Data shown Start Marker

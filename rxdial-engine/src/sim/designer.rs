use anyhow::{Result, bail};
use rustradio::fir::low_pass;
use rustradio::window::WindowType;

use crate::collaborators::FilterDesigner;
use crate::filters::{FilterKind, FilterRequest, Window};

/// Windowed-sinc FIR design through `rustradio::fir`.
#[derive(Debug, Default, Clone, Copy)]
pub struct RustradioDesigner;

impl FilterDesigner for RustradioDesigner {
    fn design(&self, request: &FilterRequest) -> Result<Vec<f32>> {
        let rate = request.sample_rate.0 as f32;
        let nyquist = rate / 2.0;
        if rate <= 0.0 {
            bail!("filter sample rate must be positive");
        }
        if request.high_cut <= 0.0 || request.high_cut as f32 >= nyquist {
            bail!(
                "cutoff {} Hz outside (0, {nyquist}) at {}",
                request.high_cut,
                request.sample_rate
            );
        }
        let window = match request.window {
            Window::Hamming => WindowType::Hamming,
        };
        let twidth = request.transition_width as f32;
        let high = low_pass(rate, request.high_cut as f32, twidth, &window);

        match request.kind {
            FilterKind::LowPass => Ok(high),
            FilterKind::BandPass => {
                if request.low_cut <= 0.0 || request.low_cut >= request.high_cut {
                    bail!(
                        "band-pass edges {}..{} Hz are not ordered",
                        request.low_cut,
                        request.high_cut
                    );
                }
                // Same rate and transition width, so both have the same length.
                let low = low_pass(rate, request.low_cut as f32, twidth, &window);
                Ok(high.iter().zip(&low).map(|(h, l)| h - l).collect())
            }
        }
    }
}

Data shown End Marker

> **Exercise prompt**
When "match" shows up in a line of the material, report that line.

> **Output for this task**
        let window = match request.window {
        match request.kind {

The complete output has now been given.